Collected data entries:

use async_trait::async_trait;
use chrono::{DateTime, Utc};
use sqlx::error::ErrorKind;
use sqlx::{FromRow, SqlitePool};

use crate::repository::DateRange;
use crate::{MoodEntry, MoodEntryRepository, MoodlogError};

#[derive(Clone)]
pub struct SqliteMoodEntryRepository {
    pool: SqlitePool,
}

impl SqliteMoodEntryRepository {
    pub fn new(pool: SqlitePool) -> Self {
        Self { pool }
    }
}

#[derive(FromRow)]
struct MoodEntryRecord {
    id: i64,
    user_id: i64,
    date: DateTime<Utc>,
    mood: String,
    notes: Option<String>,
    created_at: DateTime<Utc>,
}

impl From<MoodEntryRecord> for MoodEntry {
    fn from(row: MoodEntryRecord) -> Self {
        MoodEntry {
            id: row.id,
            user_id: row.user_id,
            date: row.date,
            mood: row.mood,
            notes: row.notes,
            created_at: row.created_at,
        }
    }
}

#[async_trait]
impl MoodEntryRepository for SqliteMoodEntryRepository {
    async fn create_entry(
        &self,
        user_id: i64,
        date: DateTime<Utc>,
        mood: &str,
        notes: Option<&str>,
    ) -> Result<MoodEntry, MoodlogError> {
        let now = Utc::now();
        let row: MoodEntryRecord = sqlx::query_as(
            "INSERT INTO mood_entries (user_id, date, mood, notes, created_at) VALUES (?, ?, ?, ?, ?) RETURNING id, user_id, date, mood, notes, created_at"
        )
        .bind(user_id)
        .bind(date)
        .bind(mood)
        .bind(notes)
        .bind(now)
        .fetch_one(&self.pool)
        .await
        .map_err(|e| match &e {
            sqlx::Error::Database(db) if matches!(db.kind(), ErrorKind::ForeignKeyViolation) => {
                MoodlogError::InvalidUserReference
            }
            _ => {
                log::error!(target: "moodlog", "msg=\"database error\", operation=\"create_entry\", error=\"{e}\"");
                MoodlogError::DatabaseError(e.to_string())
            }
        })?;

        Ok(row.into())
    }

    async fn entries_for_user(
        &self,
        user_id: i64,
        range: DateRange,
    ) -> Result<Vec<MoodEntry>, MoodlogError> {
        // Each optional bound is bound twice: once for the NULL check and
        // once for the comparison, keeping the statement static.
        let rows: Vec<MoodEntryRecord> = sqlx::query_as(
            "SELECT id, user_id, date, mood, notes, created_at FROM mood_entries \
             WHERE user_id = ? \
             AND (? IS NULL OR date >= ?) \
             AND (? IS NULL OR date <= ?) \
             ORDER BY date DESC",
        )
        .bind(user_id)
        .bind(range.start)
        .bind(range.start)
        .bind(range.end)
        .bind(range.end)
        .fetch_all(&self.pool)
        .await
        .map_err(|e| {
            log::error!(target: "moodlog", "msg=\"database error\", operation=\"entries_for_user\", error=\"{e}\"");
            MoodlogError::DatabaseError(e.to_string())
        })?;

        Ok(rows.into_iter().map(Into::into).collect())
    }
}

__Task to carry out__.
Starting at the line above that contains "pub struct SqliteMoodEntryRepository", write out each line exactly until the line that contains "impl From<MoodEntryRecord> for" has been written, and stop there.

__Written response__.
pub struct SqliteMoodEntryRepository {
    pool: SqlitePool,
}

impl SqliteMoodEntryRepository {
    pub fn new(pool: SqlitePool) -> Self {
        Self { pool }
    }
}

#[derive(FromRow)]
struct MoodEntryRecord {
    id: i64,
    user_id: i64,
    date: DateTime<Utc>,
    mood: String,
    notes: Option<String>,
    created_at: DateTime<Utc>,
}

impl From<MoodEntryRecord> for MoodEntry {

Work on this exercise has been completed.